Problem:
Beginning with the line that contains "AND updated_at <", return every line down to the last one in the material below, exactly and with no others.

===== Task inputs

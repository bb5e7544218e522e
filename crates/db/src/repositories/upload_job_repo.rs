//! Repository for the `upload_jobs` table.
//!
//! Every status mutation is a conditional update guarded by the expected
//! current status (or by the non-terminal set), so a stale continuation
//! can never overwrite a cancellation. Progress counters only move
//! forward; `GREATEST` guards enforce that at the SQL level.

use sqlx::PgPool;

use gala_core::types::DbId;

use crate::models::status::{StatusId, UploadJobStatus, TERMINAL_STATUSES};
use crate::models::upload_job::{CreateUploadJob, EntryError, UploadJob};

/// Column list for `upload_jobs` queries.
const COLUMNS: &str = "\
    id, event_id, owner_id, status_id, \
    archive_path, archive_name, archive_size_bytes, \
    total_photos, processed_photos, failed_photos, \
    file_list, entry_errors, error_message, \
    created_at, started_at, completed_at, updated_at";

/// Provides CRUD operations for upload jobs.
pub struct UploadJobRepo;

impl UploadJobRepo {
    /// Create a new job in `pending` status.
    pub async fn create(pool: &PgPool, input: &CreateUploadJob) -> Result<UploadJob, sqlx::Error> {
        let query = format!(
            "INSERT INTO upload_jobs \
                 (event_id, owner_id, status_id, archive_path, archive_name, archive_size_bytes) \
             VALUES ($1, $2, $3, $4, $5, $6) \
             RETURNING {COLUMNS}"
        );
        sqlx::query_as::<_, UploadJob>(&query)
            .bind(input.event_id)
            .bind(input.owner_id)
            .bind(UploadJobStatus::Pending.id())
            .bind(&input.archive_path)
            .bind(&input.archive_name)
            .bind(input.archive_size_bytes)
            .fetch_one(pool)
            .await
    }

    /// Find a job by its ID.
    pub async fn find_by_id(pool: &PgPool, id: DbId) -> Result<Option<UploadJob>, sqlx::Error> {
        let query = format!("SELECT {COLUMNS} FROM upload_jobs WHERE id = $1");
        sqlx::query_as::<_, UploadJob>(&query)
            .bind(id)
            .fetch_optional(pool)
            .await
    }

    /// List jobs for an event, newest first.
    pub async fn list_by_event(
        pool: &PgPool,
        event_id: DbId,
    ) -> Result<Vec<UploadJob>, sqlx::Error> {
        let query =
            format!("SELECT {COLUMNS} FROM upload_jobs WHERE event_id = $1 ORDER BY created_at DESC");
        sqlx::query_as::<_, UploadJob>(&query)
            .bind(event_id)
            .fetch_all(pool)
            .await
    }

    /// Read just the current status of a job.
    ///
    /// Cheap enough to call at every batch boundary.
    pub async fn status_of(pool: &PgPool, id: DbId) -> Result<Option<StatusId>, sqlx::Error> {
        sqlx::query_scalar::<_, StatusId>("SELECT status_id FROM upload_jobs WHERE id = $1")
            .bind(id)
            .fetch_optional(pool)
            .await
    }

    /// Conditionally transition a job from `from` to `to`.
    ///
    /// Returns `None` when the job was not in the expected status (for
    /// example because a cancellation landed first). `started_at` is
    /// stamped on the first transition out of `pending`; `completed_at`
    /// is stamped when `to` is terminal.
    pub async fn transition(
        pool: &PgPool,
        id: DbId,
        from: UploadJobStatus,
        to: UploadJobStatus,
    ) -> Result<Option<UploadJob>, sqlx::Error> {
        let query = format!(
            "UPDATE upload_jobs \
             SET status_id = $3, \
                 started_at = CASE WHEN $4 THEN COALESCE(started_at, NOW()) ELSE started_at END, \
                 completed_at = CASE WHEN $5 THEN NOW() ELSE completed_at END, \
                 updated_at = NOW() \
             WHERE id = $1 AND status_id = $2 \
             RETURNING {COLUMNS}"
        );
        sqlx::query_as::<_, UploadJob>(&query)
            .bind(id)
            .bind(from.id())
            .bind(to.id())
            .bind(from == UploadJobStatus::Pending)
            .bind(to.is_terminal())
            .fetch_optional(pool)
            .await
    }

    /// Persist the extraction result: total entry count and the ordered
    /// entry list. Set exactly once; a second call is a no-op returning
    /// `None`.
    pub async fn set_manifest(
        pool: &PgPool,
        id: DbId,
        total_photos: i32,
        file_list: &[String],
    ) -> Result<Option<UploadJob>, sqlx::Error> {
        let query = format!(
            "UPDATE upload_jobs \
             SET total_photos = $2, file_list = $3, updated_at = NOW() \
             WHERE id = $1 AND total_photos IS NULL \
             RETURNING {COLUMNS}"
        );
        sqlx::query_as::<_, UploadJob>(&query)
            .bind(id)
            .bind(total_photos)
            .bind(serde_json::json!(file_list))
            .fetch_optional(pool)
            .await
    }

    /// Durably checkpoint progress counters and the per-entry error list.
    ///
    /// Counters are clamped with `GREATEST` so a replayed checkpoint can
    /// never move progress backwards. Only applies while the job is
    /// still `processing`.
    pub async fn checkpoint(
        pool: &PgPool,
        id: DbId,
        processed_photos: i32,
        failed_photos: i32,
        entry_errors: &[EntryError],
    ) -> Result<Option<UploadJob>, sqlx::Error> {
        let query = format!(
            "UPDATE upload_jobs \
             SET processed_photos = GREATEST(processed_photos, $2), \
                 failed_photos = GREATEST(failed_photos, $3), \
                 entry_errors = $4, \
                 updated_at = NOW() \
             WHERE id = $1 AND status_id = $5 \
             RETURNING {COLUMNS}"
        );
        sqlx::query_as::<_, UploadJob>(&query)
            .bind(id)
            .bind(processed_photos)
            .bind(failed_photos)
            .bind(serde_json::json!(entry_errors))
            .bind(UploadJobStatus::Processing.id())
            .fetch_optional(pool)
            .await
    }

    /// Mark a job as failed with an error message, unless it already
    /// reached a terminal status.
    pub async fn fail(
        pool: &PgPool,
        id: DbId,
        error_message: &str,
    ) -> Result<Option<UploadJob>, sqlx::Error> {
        let query = format!(
            "UPDATE upload_jobs \
             SET status_id = $2, error_message = $3, completed_at = NOW(), updated_at = NOW() \
             WHERE id = $1 AND status_id NOT IN ($4, $5, $6) \
             RETURNING {COLUMNS}"
        );
        sqlx::query_as::<_, UploadJob>(&query)
            .bind(id)
            .bind(UploadJobStatus::Failed.id())
            .bind(error_message)
            .bind(TERMINAL_STATUSES[0])
            .bind(TERMINAL_STATUSES[1])
            .bind(TERMINAL_STATUSES[2])
            .fetch_optional(pool)
            .await
    }

    /// Cancel a job if it is not already in a terminal state.
    ///
    /// Returns `true` if the job was cancelled, `false` if it was already
    /// completed, failed, or cancelled. This is the one status write that
    /// does not go through the orchestrator.
    pub async fn cancel(pool: &PgPool, id: DbId) -> Result<bool, sqlx::Error> {
        let result = sqlx::query(
            "UPDATE upload_jobs \
             SET status_id = $2, completed_at = NOW(), updated_at = NOW() \
             WHERE id = $1 AND status_id NOT IN ($3, $4, $5)",
        )
        .bind(id)
        .bind(UploadJobStatus::Cancelled.id())
        .bind(TERMINAL_STATUSES[0])
        .bind(TERMINAL_STATUSES[1])
        .bind(TERMINAL_STATUSES[2])
        .execute(pool)
        .await?;
        Ok(result.rows_affected() > 0)
    }

    /// List non-terminal jobs whose last update is older than
    /// `stale_after_secs`. Used by the watchdog to re-dispatch stalled
    /// continuations.
    pub async fn list_stalled(
        pool: &PgPool,
        stale_after_secs: i64,
    ) -> Result<Vec<UploadJob>, sqlx::Error> {
        let query = format!(
            "SELECT {COLUMNS} FROM upload_jobs \
             WHERE status_id NOT IN ($2, $3, $4) \
               AND updated_at < NOW() - $1 * INTERVAL '1 second' \
             ORDER BY updated_at ASC"
        );
        sqlx::query_as::<_, UploadJob>(&query)
            .bind(stale_after_secs)
            .bind(TERMINAL_STATUSES[0])
            .bind(TERMINAL_STATUSES[1])
            .bind(TERMINAL_STATUSES[2])
            .fetch_all(pool)
            .await
    }
}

==========

Task answer:
               AND updated_at < NOW() - $1 * INTERVAL '1 second' \
             ORDER BY updated_at ASC"
        );
        sqlx::query_as::<_, UploadJob>(&query)
            .bind(stale_after_secs)
            .bind(TERMINAL_STATUSES[0])
            .bind(TERMINAL_STATUSES[1])
            .bind(TERMINAL_STATUSES[2])
            .fetch_all(pool)
            .await
    }
}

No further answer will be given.